I'm just curious.. so do dogs ever need extra minerals like goats? They drink the same well water as my goats. Do the antagonists not affect them? I've just never known an animal could be SO mineral deficienct as a goat! Even if they are eating a 'complete' goat ration which you would think would be similar to dog chow. Made me curious about other animals.. chickens, cats, etc. Maybe goats are just special..


----------



## BC4goats (Jul 15, 2018)

I think goats are special  But not really because they need minerals regularly...same with cows and sheep...don't know about chickens, really... I know my grandma used to give baby turkeys peppercorn (have no idea why though)... Dogs shouldn't need anything, if you feed high quality food and let them "graze"  (my dogs like to pick and eat blackberries).... but I still like to give them special treats like goats clabber, raw garlic and eggs, fish oil + vit.E mixed with food.


----------



## NigerianDwarfOwner707 (May 17, 2018)

I think it’s hard to compare animals. But it seems that goats have much more extensive issues with holding their minerals than other animals.

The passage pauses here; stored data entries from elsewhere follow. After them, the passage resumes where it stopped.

//! Characteristics layer (`model-card` / `data-sheet` / `general`)
//!
//! Type-specific descriptive fields. Required: `resourceType`; the
//! model-card and data-sheet schemas additionally require `name` and
//! `description`. Projects to a schema.org-style object.

use std::collections::BTreeMap;

use serde::{Deserialize, Serialize};
use serde_json::{json, Value};

use super::{now_iso, LayerKind, MetadataLayer};
use crate::error::{MetadataError, MetadataResult};

/// Which characteristics schema the layer follows
#[derive(Debug, Clone, Copy, PartialEq, Eq, Default, Serialize, Deserialize)]
#[serde(rename_all = "kebab-case")]
pub enum CharacteristicsSchema {
    /// AI model card
    ModelCard,
    /// Dataset data sheet
    DataSheet,
    /// Anything else
    #[default]
    General,
}

impl CharacteristicsSchema {
    /// The schema's standard tag.
    pub fn tag(&self) -> &'static str {
        match self {
            CharacteristicsSchema::ModelCard => "model-card",
            CharacteristicsSchema::DataSheet => "data-sheet",
            CharacteristicsSchema::General => "general",
        }
    }
}

/// The characteristics layer of a metadata bundle
#[derive(Debug, Clone, PartialEq, Serialize, Deserialize)]
#[serde(rename_all = "camelCase")]
pub struct CharacteristicsLayer {
    /// Schema this layer follows
    pub schema: CharacteristicsSchema,
    /// Resource type tag of the described asset
    pub resource_type: String,
    /// Display name (required for model-card and data-sheet)
    #[serde(skip_serializing_if = "Option::is_none")]
    pub name: Option<String>,
    /// Description (required for model-card and data-sheet)
    #[serde(skip_serializing_if = "Option::is_none")]
    pub description: Option<String>,
    /// Measured variables (data-sheet)
    #[serde(skip_serializing_if = "Vec::is_empty", default)]
    pub variable_measured: Vec<String>,
    /// Distribution records (data-sheet)
    #[serde(skip_serializing_if = "Vec::is_empty", default)]
    pub distribution: Vec<Value>,
    /// Forward-compatible unknown fields
    #[serde(flatten)]
    pub extensions: BTreeMap<String, Value>,
    /// Last modification (ISO-8601 UTC)
    pub updated_at: String,
}

impl CharacteristicsLayer {
    /// A general characteristics layer for a resource type.
    pub fn general(resource_type: impl Into<String>) -> Self {
        Self {
            schema: CharacteristicsSchema::General,
            resource_type: resource_type.into(),
            name: None,
            description: None,
            variable_measured: Vec::new(),
            distribution: Vec::new(),
            extensions: BTreeMap::new(),
            updated_at: now_iso(),
        }
    }

    /// A model card for an AI model.
    pub fn model_card(name: impl Into<String>, description: impl Into<String>) -> Self {
        Self {
            schema: CharacteristicsSchema::ModelCard,
            resource_type: "ai-model".into(),
            name: Some(name.into()),
            description: Some(description.into()),
            ..Self::general("ai-model")
        }
    }

    /// A data sheet for a dataset.
    pub fn data_sheet(name: impl Into<String>, description: impl Into<String>) -> Self {
        Self {
            schema: CharacteristicsSchema::DataSheet,
            resource_type: "dataset".into(),
            name: Some(name.into()),
            description: Some(description.into()),
            ..Self::general("dataset")
        }
    }
}

impl MetadataLayer for CharacteristicsLayer {
    fn kind(&self) -> LayerKind {
        LayerKind::Characteristics
    }

    fn standard_tag(&self) -> &'static str {
        self.schema.tag()
    }

    fn validate(&self) -> MetadataResult<()> {
        let mut fields = Vec::new();
        if self.resource_type.is_empty() {
            fields.push("resourceType".to_string());
        }
        if matches!(
            self.schema,
            CharacteristicsSchema::ModelCard | CharacteristicsSchema::DataSheet
        ) {
            if self.name.as_deref().unwrap_or("").is_empty() {
                fields.push("name".to_string());
            }
            if self.description.as_deref().unwrap_or("").is_empty() {
                fields.push("description".to_string());
            }
        }
        if fields.is_empty() {
            Ok(())
        } else {
            Err(MetadataError::InvalidCharacteristicsLayer { fields })
        }
    }

    /// schema.org-style object: `SoftwareApplication` for ai-model,
    /// `Dataset` for dataset, else `CreativeWork`.
    fn project(&self) -> Value {
        let mut doc = match self.resource_type.as_str() {
            "ai-model" => json!({
                "@context": "https://schema.org",
                "@type": "SoftwareApplication",
                "applicationCategory": "AI Model",
            }),
            "dataset" => json!({
                "@context": "https://schema.org",
                "@type": "Dataset",
                "variableMeasured": self.variable_measured,
                "distribution": self.distribution,
            }),
            _ => json!({
                "@context": "https://schema.org",
                "@type": "CreativeWork",
            }),
        };

        let map = doc.as_object_mut().expect("object literal");
        if let Some(ref name) = self.name {
            map.insert("name".into(), json!(name));
        }
        if let Some(ref description) = self.description {
            map.insert("description".into(), json!(description));
        }
        for (key, value) in &self.extensions {
            map.insert(key.clone(), value.clone());
        }
        doc
    }

    fn updated_at(&self) -> &str {
        &self.updated_at
    }

    fn touch(&mut self) {
        self.updated_at = now_iso();
    }
}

You can’t give a dog minerals like a goat, you can only give them mineral rich foods like fish, livers, organs/good quality meats, and certain vegetables and fruits. Aside from this matter, I will also say that not all “complete dog chow”’s just like “complete” goat foods are good. Anyway, the problem here is still the well water. I have hard well water so I give my dog the water I drink from our water cooler. What water do you drink? Can you not give your dogs that? I wouldn’t drink my well water, though I’d drink what I give my goats which goes through a filter first. If you’re water isn’t filtered, I wouldn’t give it to any of your creatures including yourself.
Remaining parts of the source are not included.